Recent research has given us a new look at this legume, especially at how it can give special support to our digestive tract, and in particular, our colon. The indigestible fraction (IF) of black beans is larger than in lentils or chickpeas. This outstanding IF can lower our risk for colon cancer, according to researchers.
There is widespread support for soaking black beans in water, but the question is, do we keep the water or toss it? A recent study found that there is an advantage to tossing the water. Getting rid of the bean-soaked water means getting rid of some of the phytates and tannins that can lower nutrient availability. It also removes some of the flatulence-related substances. It retains some of the resistant starch, however, while losing a portion of the total carbohydrate content. In general, it’s best to toss the water.

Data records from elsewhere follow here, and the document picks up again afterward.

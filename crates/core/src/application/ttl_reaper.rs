//! TTL Reaper: a single background ticker that sweeps terminal jobs
//! older than their TTL out of the Job Store.

use std::sync::Arc;
use std::time::Duration;

use tokio::time::interval;
use tracing::{debug, info};

use super::job_store::JobStore;
use crate::port::TimeProvider;

pub struct TtlReaper {
    store: Arc<JobStore>,
    time: Arc<dyn TimeProvider>,
    interval: Duration,
    ttl: Duration,
}

impl TtlReaper {
    pub fn new(store: Arc<JobStore>, time: Arc<dyn TimeProvider>, interval: Duration, ttl: Duration) -> Self {
        Self {
            store,
            time,
            interval,
            ttl,
        }
    }

    /// Background loop; spawn with `tokio::spawn`. A zero interval disables
    /// the reaper entirely.
    pub async fn run(self) {
        if self.interval.is_zero() {
            info!("TTL reaper disabled (cleanupIntervalSeconds=0)");
            return;
        }
        info!(interval_secs = self.interval.as_secs(), ttl_secs = self.ttl.as_secs(), "TTL reaper started");
        let mut tick = interval(self.interval);
        loop {
            tick.tick().await;
            self.run_now();
        }
    }

    /// Sweeps once, synchronously. Never touches a non-terminal job.
    pub fn run_now(&self) -> usize {
        let now = self.time.now_millis();
        let ttl_millis = self.ttl.as_millis() as i64;
        let mut reaped = 0;
        for job in self.store.list() {
            if !job.is_terminal() {
                continue;
            }
            if now - job.created_at > ttl_millis {
                self.store.delete(&job.id);
                reaped += 1;
                debug!(job_id = %job.id, age_ms = now - job.created_at, "reaped expired job");
            }
        }
        if reaped > 0 {
            info!(count = reaped, "TTL reaper swept expired jobs");
        }
        reaped
    }
}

There are many more benefits from eating black beans. Most of us think of bright colored vegetables and fruits as good sources of phytonutrients. Researchers have found that black beans are an excellent source of these nutrients. They also contain kaempferol and quercetin flavonoids, along with hydroxycinnamic acids and numerous triterpenoids. The seed coat part of the bean is a very good source of three anthocyanin flavonoids, which are the cause of the rich black color we see on the beans outer surface.
Brazil and India grow more black beans than anyone on the planet, and Brazil has even put the bean on its food pyramid. The Brazilian Food Guide recommends that beans are to be eaten once every day. That guideline is very close to the Dietary Guidelines for Americans, which is about 3 cups of cooked beans a week, or a ½ cup serving six days a week as a minimum. Recent research has found that bean intake can lower type 2 diabetes and many types of cardiovascular disease, along with several types of cancers. These factors are why both American and Brazilian governments recommend black bean intake.